(GOAL OF THE EXERCISE): What the task requires is each entry, restated exactly.

•••

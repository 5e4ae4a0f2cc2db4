// LeadSweep - util/error.rs
//
// Typed error hierarchy with context-preserving error chains.
// Every variant here is fatal for a run; per-record anomalies (null company,
// null location, missing critical fields) are not errors and never appear here.

use std::fmt;
use std::io;
use std::path::PathBuf;

/// Top-level error type for all LeadSweep operations.
/// Errors are categorised by the subsystem that produced them.
#[derive(Debug)]
pub enum LeadSweepError {
    /// Column mapping or configuration is invalid.
    Config(ConfigError),

    /// The input table could not be read or parsed.
    Input(InputFormatError),

    /// Writing the output failed.
    Export(ExportError),
}

impl fmt::Display for LeadSweepError {
    fn fmt(&self, f: &mut fmt::Formatter<'_>) -> fmt::Result {
        match self {
            Self::Config(e) => write!(f, "Configuration error: {e}"),
            Self::Input(e) => write!(f, "Input format error: {e}"),
            Self::Export(e) => write!(f, "Export error: {e}"),
        }
    }
}

impl std::error::Error for LeadSweepError {
    fn source(&self) -> Option<&(dyn std::error::Error + 'static)> {
        match self {
            Self::Config(e) => Some(e),
            Self::Input(e) => Some(e),
            Self::Export(e) => Some(e),
        }
    }
}

// ---------------------------------------------------------------------------
// Config errors
// ---------------------------------------------------------------------------

/// Errors related to configuration and column mapping.
#[derive(Debug)]
pub enum ConfigError {
    /// A required role has no column mapped to it.
    MissingMapping { role: &'static str },

    /// A role is mapped to a column that is not in the input header.
    UnknownColumn { role: &'static str, column: String },

    /// A region name in the configuration is not one of the five regions.
    UnknownRegion { value: String },

    /// Trigger substrings were configured for the fallback region.
    DefaultRegionTriggers,

    /// TOML parsing failed.
    TomlParse {
        path: PathBuf,
        source: toml::de::Error,
    },

    /// A config value is out of the allowed range.
    ValueOutOfRange {
        field: String,
        value: String,
        expected: String,
    },

    /// I/O error reading config file.
    Io { path: PathBuf, source: io::Error },
}

impl fmt::Display for ConfigError {
    fn fmt(&self, f: &mut fmt::Formatter<'_>) -> fmt::Result {
        match self {
            Self::MissingMapping { role } => write!(
                f,
                "No column mapped for required field '{role}'. \
                 Map at least First Name, Last Name, Company and Country/Region."
            ),
            Self::UnknownColumn { role, column } => write!(
                f,
                "Column '{column}' mapped to '{role}' does not exist in the input"
            ),
            Self::UnknownRegion { value } => write!(
                f,
                "Unknown region '{value}'. Expected one of: APAC, EURO, EMEA, US-West, US-East"
            ),
            Self::DefaultRegionTriggers => write!(
                f,
                "US-East is the fallback region and cannot have trigger substrings"
            ),
            Self::TomlParse { path, source } => {
                write!(f, "Config parse error '{}': {source}", path.display())
            }
            Self::ValueOutOfRange {
                field,
                value,
                expected,
            } => write!(
                f,
                "Config '{field}' = '{value}' is out of range. Expected: {expected}"
            ),
            Self::Io { path, source } => {
                write!(f, "Config I/O error '{}': {source}", path.display())
            }
        }
    }
}

impl std::error::Error for ConfigError {
    fn source(&self) -> Option<&(dyn std::error::Error + 'static)> {
        match self {
            Self::TomlParse { source, .. } => Some(source),
            Self::Io { source, .. } => Some(source),
            _ => None,
        }
    }
}

impl From<ConfigError> for LeadSweepError {
    fn from(e: ConfigError) -> Self {
        Self::Config(e)
    }
}

// ---------------------------------------------------------------------------
// Input format errors
// ---------------------------------------------------------------------------

/// Errors raised while turning an input file into rows and columns.
#[derive(Debug)]
pub enum InputFormatError {
    /// Delimited text could not be tokenised.
    Csv { source: csv::Error },

    /// A spreadsheet workbook could not be opened or read.
    Spreadsheet {
        path: PathBuf,
        source: calamine::Error,
    },

    /// The input has no header row.
    NoColumns,

    /// The workbook contains no worksheets.
    EmptyWorkbook { path: PathBuf },

    /// A data row has more cells than the header.
    RaggedRow {
        line: u64,
        expected: usize,
        found: usize,
    },

    /// The file extension is not a supported table format.
    UnsupportedFormat { path: PathBuf },

    /// Input file exceeds the maximum allowed size.
    FileTooLarge {
        path: PathBuf,
        size: u64,
        max_size: u64,
    },

    /// I/O error reading the input file.
    Io { path: PathBuf, source: io::Error },
}

impl fmt::Display for InputFormatError {
    fn fmt(&self, f: &mut fmt::Formatter<'_>) -> fmt::Result {
        match self {
            Self::Csv { source } => write!(f, "cannot tokenise delimited text: {source}"),
            Self::Spreadsheet { path, source } => {
                write!(f, "cannot read workbook '{}': {source}", path.display())
            }
            Self::NoColumns => write!(f, "no columns to parse from input"),
            Self::EmptyWorkbook { path } => {
                write!(f, "workbook '{}' contains no worksheets", path.display())
            }
            Self::RaggedRow {
                line,
                expected,
                found,
            } => write!(
                f,
                "line {line}: expected at most {expected} fields, found {found}"
            ),
            Self::UnsupportedFormat { path } => write!(
                f,
                "'{}' is not a supported file type. Use CSV or Excel (.xlsx, .xls).",
                path.display()
            ),
            Self::FileTooLarge {
                path,
                size,
                max_size,
            } => write!(
                f,
                "'{}' is {size} bytes, exceeds maximum of {max_size} bytes",
                path.display()
            ),
            Self::Io { path, source } => {
                write!(f, "I/O error reading '{}': {source}", path.display())
            }
        }
    }
}

impl std::error::Error for InputFormatError {
    fn source(&self) -> Option<&(dyn std::error::Error + 'static)> {
        match self {
            Self::Csv { source } => Some(source),
            Self::Spreadsheet { source, .. } => Some(source),
            Self::Io { source, .. } => Some(source),
            _ => None,
        }
    }
}

impl From<InputFormatError> for LeadSweepError {
    fn from(e: InputFormatError) -> Self {
        Self::Input(e)
    }
}

// ---------------------------------------------------------------------------
// Export errors
// ---------------------------------------------------------------------------

/// Errors related to export operations.
#[derive(Debug)]
pub enum ExportError {
    /// I/O error writing the export file.
    Io { path: PathBuf, source: io::Error },

    /// CSV serialisation error.
    Csv { path: PathBuf, source: csv::Error },

    /// JSON serialisation error.
    Json {
        path: PathBuf,
        source: serde_json::Error,
    },
}

impl fmt::Display for ExportError {
    fn fmt(&self, f: &mut fmt::Formatter<'_>) -> fmt::Result {
        match self {
            Self::Io { path, source } => {
                write!(f, "Export I/O error '{}': {source}", path.display())
            }
            Self::Csv { path, source } => {
                write!(f, "CSV export error '{}': {source}", path.display())
            }
            Self::Json { path, source } => {
                write!(f, "JSON export error '{}': {source}", path.display())
            }
        }
    }
}

impl std::error::Error for ExportError {
    fn source(&self) -> Option<&(dyn std::error::Error + 'static)> {
        match self {
            Self::Io { source, .. } => Some(source),
            Self::Csv { source, .. } => Some(source),
            Self::Json { source, .. } => Some(source),
        }
    }
}

impl From<ExportError> for LeadSweepError {
    fn from(e: ExportError) -> Self {
        Self::Export(e)
    }
}

/// Convenience type alias for LeadSweep results.
pub type Result<T> = std::result::Result<T, LeadSweepError>;

#[cfg(test)]
mod tests {
    use super::*;
    use std::error::Error;

    #[test]
    fn test_missing_mapping_message_names_role() {
        let err = LeadSweepError::from(ConfigError::MissingMapping { role: "First Name" });
        let msg = err.to_string();
        assert!(msg.starts_with("Configuration error:"));
        assert!(msg.contains("'First Name'"));
    }

    #[test]
    fn test_io_error_preserves_source_chain() {
        let err = LeadSweepError::from(InputFormatError::Io {
            path: PathBuf::from("leads.csv"),
            source: io::Error::new(io::ErrorKind::NotFound, "gone"),
        });
        let inner = err.source().expect("top-level source");
        assert!(inner.source().is_some());
    }
}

•••

(REPLY):
repository 5e4ae4a0f2cc2db4
// LeadSweep - util/error.rs
//
// Typed error hierarchy with context-preserving error chains.
// Every variant here is fatal for a run; per-record anomalies (null company,
// null location, missing critical fields) are not errors and never appear here.

use std::fmt;
use std::io;
use std::path::PathBuf;

/// Top-level error type for all LeadSweep operations.
/// Errors are categorised by the subsystem that produced them.
#[derive(Debug)]
pub enum LeadSweepError {
    /// Column mapping or configuration is invalid.
    Config(ConfigError),

    /// The input table could not be read or parsed.
    Input(InputFormatError),

    /// Writing the output failed.
    Export(ExportError),
}

impl fmt::Display for LeadSweepError {
    fn fmt(&self, f: &mut fmt::Formatter<'_>) -> fmt::Result {
        match self {
            Self::Config(e) => write!(f, "Configuration error: {e}"),
            Self::Input(e) => write!(f, "Input format error: {e}"),
            Self::Export(e) => write!(f, "Export error: {e}"),
        }
    }
}

impl std::error::Error for LeadSweepError {
    fn source(&self) -> Option<&(dyn std::error::Error + 'static)> {
        match self {
            Self::Config(e) => Some(e),
            Self::Input(e) => Some(e),
            Self::Export(e) => Some(e),
        }
    }
}

// ---------------------------------------------------------------------------
// Config errors
// ---------------------------------------------------------------------------

/// Errors related to configuration and column mapping.
#[derive(Debug)]
pub enum ConfigError {
    /// A required role has no column mapped to it.
    MissingMapping { role: &'static str },

    /// A role is mapped to a column that is not in the input header.
    UnknownColumn { role: &'static str, column: String },

    /// A region name in the configuration is not one of the five regions.
    UnknownRegion { value: String },

    /// Trigger substrings were configured for the fallback region.
    DefaultRegionTriggers,

    /// TOML parsing failed.
    TomlParse {
        path: PathBuf,
        source: toml::de::Error,
    },

    /// A config value is out of the allowed range.
    ValueOutOfRange {
        field: String,
        value: String,
        expected: String,
    },

    /// I/O error reading config file.
    Io { path: PathBuf, source: io::Error },
}

impl fmt::Display for ConfigError {
    fn fmt(&self, f: &mut fmt::Formatter<'_>) -> fmt::Result {
        match self {
            Self::MissingMapping { role } => write!(
                f,
                "No column mapped for required field '{role}'. \
                 Map at least First Name, Last Name, Company and Country/Region."
            ),
            Self::UnknownColumn { role, column } => write!(
                f,
                "Column '{column}' mapped to '{role}' does not exist in the input"
            ),
            Self::UnknownRegion { value } => write!(
                f,
                "Unknown region '{value}'. Expected one of: APAC, EURO, EMEA, US-West, US-East"
            ),
            Self::DefaultRegionTriggers => write!(
                f,
                "US-East is the fallback region and cannot have trigger substrings"
            ),
            Self::TomlParse { path, source } => {
                write!(f, "Config parse error '{}': {source}", path.display())
            }
            Self::ValueOutOfRange {
                field,
                value,
                expected,
            } => write!(
                f,
                "Config '{field}' = '{value}' is out of range. Expected: {expected}"
            ),
            Self::Io { path, source } => {
                write!(f, "Config I/O error '{}': {source}", path.display())
            }
        }
    }
}

impl std::error::Error for ConfigError {
    fn source(&self) -> Option<&(dyn std::error::Error + 'static)> {
        match self {
            Self::TomlParse { source, .. } => Some(source),
            Self::Io { source, .. } => Some(source),
            _ => None,
        }
    }
}

impl From<ConfigError> for LeadSweepError {
    fn from(e: ConfigError) -> Self {
        Self::Config(e)
    }
}

// ---------------------------------------------------------------------------
// Input format errors
// ---------------------------------------------------------------------------

/// Errors raised while turning an input file into rows and columns.
#[derive(Debug)]
pub enum InputFormatError {
    /// Delimited text could not be tokenised.
    Csv { source: csv::Error },

    /// A spreadsheet workbook could not be opened or read.
    Spreadsheet {
        path: PathBuf,
        source: calamine::Error,
    },

    /// The input has no header row.
    NoColumns,

    /// The workbook contains no worksheets.
    EmptyWorkbook { path: PathBuf },

    /// A data row has more cells than the header.
    RaggedRow {
        line: u64,
        expected: usize,
        found: usize,
    },

    /// The file extension is not a supported table format.
    UnsupportedFormat { path: PathBuf },

    /// Input file exceeds the maximum allowed size.
    FileTooLarge {
        path: PathBuf,
        size: u64,
        max_size: u64,
    },

    /// I/O error reading the input file.
    Io { path: PathBuf, source: io::Error },
}

impl fmt::Display for InputFormatError {
    fn fmt(&self, f: &mut fmt::Formatter<'_>) -> fmt::Result {
        match self {
            Self::Csv { source } => write!(f, "cannot tokenise delimited text: {source}"),
            Self::Spreadsheet { path, source } => {
                write!(f, "cannot read workbook '{}': {source}", path.display())
            }
            Self::NoColumns => write!(f, "no columns to parse from input"),
            Self::EmptyWorkbook { path } => {
                write!(f, "workbook '{}' contains no worksheets", path.display())
            }
            Self::RaggedRow {
                line,
                expected,
                found,
            } => write!(
                f,
                "line {line}: expected at most {expected} fields, found {found}"
            ),
            Self::UnsupportedFormat { path } => write!(
                f,
                "'{}' is not a supported file type. Use CSV or Excel (.xlsx, .xls).",
                path.display()
            ),
            Self::FileTooLarge {
                path,
                size,
                max_size,
            } => write!(
                f,
                "'{}' is {size} bytes, exceeds maximum of {max_size} bytes",
                path.display()
            ),
            Self::Io { path, source } => {
                write!(f, "I/O error reading '{}': {source}", path.display())
            }
        }
    }
}

impl std::error::Error for InputFormatError {
    fn source(&self) -> Option<&(dyn std::error::Error + 'static)> {
        match self {
            Self::Csv { source } => Some(source),
            Self::Spreadsheet { source, .. } => Some(source),
            Self::Io { source, .. } => Some(source),
            _ => None,
        }
    }
}

impl From<InputFormatError> for LeadSweepError {
    fn from(e: InputFormatError) -> Self {
        Self::Input(e)
    }
}

// ---------------------------------------------------------------------------
// Export errors
// ---------------------------------------------------------------------------

/// Errors related to export operations.
#[derive(Debug)]
pub enum ExportError {
    /// I/O error writing the export file.
    Io { path: PathBuf, source: io::Error },

    /// CSV serialisation error.
    Csv { path: PathBuf, source: csv::Error },

    /// JSON serialisation error.
    Json {
        path: PathBuf,
        source: serde_json::Error,
    },
}

impl fmt::Display for ExportError {
    fn fmt(&self, f: &mut fmt::Formatter<'_>) -> fmt::Result {
        match self {
            Self::Io { path, source } => {
                write!(f, "Export I/O error '{}': {source}", path.display())
            }
            Self::Csv { path, source } => {
                write!(f, "CSV export error '{}': {source}", path.display())
            }
            Self::Json { path, source } => {
                write!(f, "JSON export error '{}': {source}", path.display())
            }
        }
    }
}

impl std::error::Error for ExportError {
    fn source(&self) -> Option<&(dyn std::error::Error + 'static)> {
        match self {
            Self::Io { source, .. } => Some(source),
            Self::Csv { source, .. } => Some(source),
            Self::Json { source, .. } => Some(source),
        }
    }
}

impl From<ExportError> for LeadSweepError {
    fn from(e: ExportError) -> Self {
        Self::Export(e)
    }
}

/// Convenience type alias for LeadSweep results.
pub type Result<T> = std::result::Result<T, LeadSweepError>;

#[cfg(test)]
mod tests {
    use super::*;
    use std::error::Error;

    #[test]
    fn test_missing_mapping_message_names_role() {
        let err = LeadSweepError::from(ConfigError::MissingMapping { role: "First Name" });
        let msg = err.to_string();
        assert!(msg.starts_with("Configuration error:"));
        assert!(msg.contains("'First Name'"));
    }

    #[test]
    fn test_io_error_preserves_source_chain() {
        let err = LeadSweepError::from(InputFormatError::Io {
            path: PathBuf::from("leads.csv"),
            source: io::Error::new(io::ErrorKind::NotFound, "gone"),
        });
        let inner = err.source().expect("top-level source");
        assert!(inner.source().is_some());
    }
}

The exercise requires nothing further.